Beiser argued that the proportion of the budget San Diego Unified spends on personnel is in line with what most districts spend and that it’s spending on educators that has the most impact on students. He also said the district has favorable financial ratings from the San Diego County Office of Education and bond rating agencies.
Beiser, a middle school math teacher, was equally as quick to rattle off the district’s academic ratings. It has the highest graduation rate among large California districts, even after the board raised graduation requirements, and it had the highest academic growth nationwide between 2015 and 2017.
Beiser said that’s the benefit of having a teacher on the school board.

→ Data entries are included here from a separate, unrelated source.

//! Static per-type entity information.

use serde::{Deserialize, Serialize};
use sim_math::Vec3;

/// Numeric entity type identifier. Doubles as the script dispatch key.
pub type EntityTypeId = u8;

/// Numeric block type identifier.
pub type BlockId = u8;

/// The block ID of an empty (air) voxel.
pub const EMPTY_BLOCK: BlockId = 0;

/// The block ID reported for cells outside the grid, which are solid.
pub const OUT_OF_BOUNDS_BLOCK: BlockId = BlockId::MAX;

/// Box collider attached to every entity of a type.
#[derive(Debug, Clone, Copy, PartialEq, Serialize, Deserialize)]
pub struct ColliderShape {
    /// Half size of the box, centred on the entity position.
    pub half_extents: Vec3,
    /// Sensors report intersections instead of contacts.
    #[serde(default)]
    pub sensor: bool,
}

impl ColliderShape {
    /// A solid cube collider.
    #[must_use]
    pub fn cube(half_size: f32) -> Self {
        Self {
            half_extents: Vec3::splat(half_size),
            sensor: false,
        }
    }

    /// A sensor cube collider.
    #[must_use]
    pub fn sensor(half_size: f32) -> Self {
        Self {
            half_extents: Vec3::splat(half_size),
            sensor: true,
        }
    }
}

/// Everything the core knows about an entity type before any script runs.
#[derive(Debug, Clone, PartialEq, Serialize, Deserialize)]
pub struct EntityType {
    /// Type identifier.
    pub id: EntityTypeId,
    /// Default display name.
    pub name: String,
    /// Default model reference.
    pub default_model_path: String,
    /// Collider, if entities of this type take part in collision queries.
    #[serde(default)]
    pub collider: Option<ColliderShape>,
    /// Dynamic entities fall and bounce off blocks while unanchored.
    #[serde(default)]
    pub dynamic: bool,
}

impl EntityType {
    /// A type without a collider.
    #[must_use]
    pub fn new(id: EntityTypeId, name: impl Into<String>, model_path: impl Into<String>) -> Self {
        Self {
            id,
            name: name.into(),
            default_model_path: model_path.into(),
            collider: None,
            dynamic: false,
        }
    }

    /// Attach a collider to the type.
    #[must_use]
    pub fn with_collider(mut self, collider: ColliderShape) -> Self {
        self.collider = Some(collider);
        self
    }

    /// Let the simulation move entities of this type under gravity.
    #[must_use]
    pub fn with_dynamic(mut self) -> Self {
        self.dynamic = true;
        self
    }
}

#[cfg(test)]
mod tests {
    use super::*;

    #[test]
    fn test_missing_fields_default_to_static_without_collider() {
        let json = r#"{"id":4,"name":"Ball","default_model_path":"ball.glb"}"#;
        let parsed: EntityType = serde_json::from_str(json).unwrap();
        assert_eq!(parsed, EntityType::new(4, "Ball", "ball.glb"));
        assert!(!parsed.dynamic);

        let ball = parsed.with_collider(ColliderShape::cube(0.25)).with_dynamic();
        assert!(ball.dynamic);
        assert_eq!(ball.collider.map(|c| c.sensor), Some(false));
    }
}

“At the school that I’m at now, in the last two years we’ve worked together to improve our math skills by over 21 percent. In two years. And that’s kind of what I bring,” he said. “I’ve really tried to focus on finding solutions and helping kids improve academically, and I think I have a proven track record of success.”
Moving forward, Beiser said he wants to continue expanding enrichment programs in the district, such as music and arts, maker spaces and robotics teams.
A rumor that Beiser is interested in running for City Council has cast doubt on whether he’ll be around to see that vision through. But Beiser insists it’s just a rumor.
“I’m a teacher on the school board. I love it. I love the work of trying to find solutions to problems,” he said.
Beiser and Keliinoi are running in Sub-District B, which stretches from Scripps Ranch to City Heights. Voters citywide will get to weigh in on the race.